Tackling remaining obstacles to a fully developed investment market across the EU, whilst ensuring a high level of investor protection.
Amendments to the EU rules governing collective investment funds, notably in the areas of Money Market Funds, long-term investment funds and certain aspects of the UCITS Directive (Undertakings in Collective Investments in Transferable Securities 2009/65/EC) such as eligible assets and use of derivatives, efficient portfolio management (EPM) techniques, OTC derivatives and depositaries.
Directive 2009/65/EC, which replaces the previous UCITS Directive 85/611/EEC, provides for common rules for setting up and operating investment funds in the EU. Fund managers that comply with these rules may benefit from the right to offer their services cross-border. Investment funds authorised in accordance with the provisions of this Directive may be distributed to investors across the EU after following a defined procedure for notifying the relevant competent authorities.

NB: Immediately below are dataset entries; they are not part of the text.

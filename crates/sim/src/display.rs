//! Final composite of dye and bloom.
//!
//! The GPU display shader implements exactly these functions; the CPU
//! backend calls them directly.

use glam::{Mat3, Vec3, Vec4};

use crate::bloom::BloomCurve;
use crate::config::{BlendMode, SimConfig};

/// Bloom parameters for one frame.
#[derive(Clone, Copy, Debug, PartialEq)]
pub struct BloomSettings {
    pub curve: BloomCurve,
    pub intensity: f32,
}

/// Display parameters for one frame.
#[derive(Clone, Copy, Debug, PartialEq)]
pub struct DisplayParams {
    pub blend_mode: BlendMode,
    /// Subtract bloom instead of adding it
    pub negative_bloom: bool,
    /// CSS `saturate()` amount, 1 = unchanged
    pub saturate: f32,
    /// Stored colors are negated; display as `1 + c`
    pub dark_mode: bool,
    /// `None` when bloom is disabled
    pub bloom: Option<BloomSettings>,
}

impl DisplayParams {
    pub fn from_config(config: &SimConfig) -> Self {
        Self {
            blend_mode: config.blend_mode,
            negative_bloom: config.negative_bloom,
            saturate: config.css_saturate / 100.0,
            dark_mode: config.dark_mode,
            bloom: config.bloom.then(|| BloomSettings {
                curve: BloomCurve::from_config(config),
                intensity: config.bloom_intensity,
            }),
        }
    }

    pub fn bloom_sign(&self) -> f32 {
        if self.negative_bloom {
            -1.0
        } else {
            1.0
        }
    }
}

/// CSS filter `saturate(s)` as a color matrix.
pub fn saturate_matrix(s: f32) -> Mat3 {
    // Rows of the Filter Effects matrix, transposed into glam's columns
    Mat3::from_cols(
        Vec3::new(0.213 + 0.787 * s, 0.213 - 0.213 * s, 0.213 - 0.213 * s),
        Vec3::new(0.715 - 0.715 * s, 0.715 + 0.285 * s, 0.715 - 0.715 * s),
        Vec3::new(0.072 - 0.072 * s, 0.072 - 0.072 * s, 0.072 + 0.928 * s),
    )
}

/// Composite one texel. Returns premultiplied RGBA with alpha equal to the
/// brightest channel.
pub fn composite(dye: Vec3, bloom: Vec3, params: &DisplayParams) -> Vec4 {
    let mut c = dye;
    if params.bloom.is_some() {
        c += bloom * params.bloom_sign();
    }
    if params.dark_mode {
        c = Vec3::ONE + c;
    }
    if params.saturate != 1.0 {
        c = saturate_matrix(params.saturate) * c;
    }
    let c = c.clamp(Vec3::ZERO, Vec3::ONE);
    c.extend(c.max_element())
}

/// Blend a composited texel over a destination color. Matches the blend
/// state the GPU display pipeline uses for each mode.
pub fn blend_over(src: Vec4, dst: Vec3, mode: BlendMode) -> Vec3 {
    let s = src.truncate();
    let a = src.w;
    match mode {
        BlendMode::Normal => s + dst * (1.0 - a),
        BlendMode::Screen => s + dst * (Vec3::ONE - s),
        BlendMode::Multiply => s * dst + dst * (1.0 - a),
        BlendMode::Lighten => s.max(dst),
        BlendMode::Additive => s + dst,
    }
}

The UCITS rules have constituted Europe's regulatory framework for asset managers and investors since 1985. To keep the UCITS framework topical and in line with the evolution of investment markets, some reforms are envisaged.
Recent international work on shadow banking has identified certain areas that require closer scrutiny: money market funds and the use of securities lending or repurchase arrangements (repos). The short-termism of the financial markets is often not in line with the financing needs of the "real economy". Fostering a culture of long-term investment in Europe is therefore an important challenge. The intention is to address a number of concerns relating to the efficiency, competitiveness and integration of the market for UCITS funds in order to preserve the UCITS attractiveness for both professional and retail investors.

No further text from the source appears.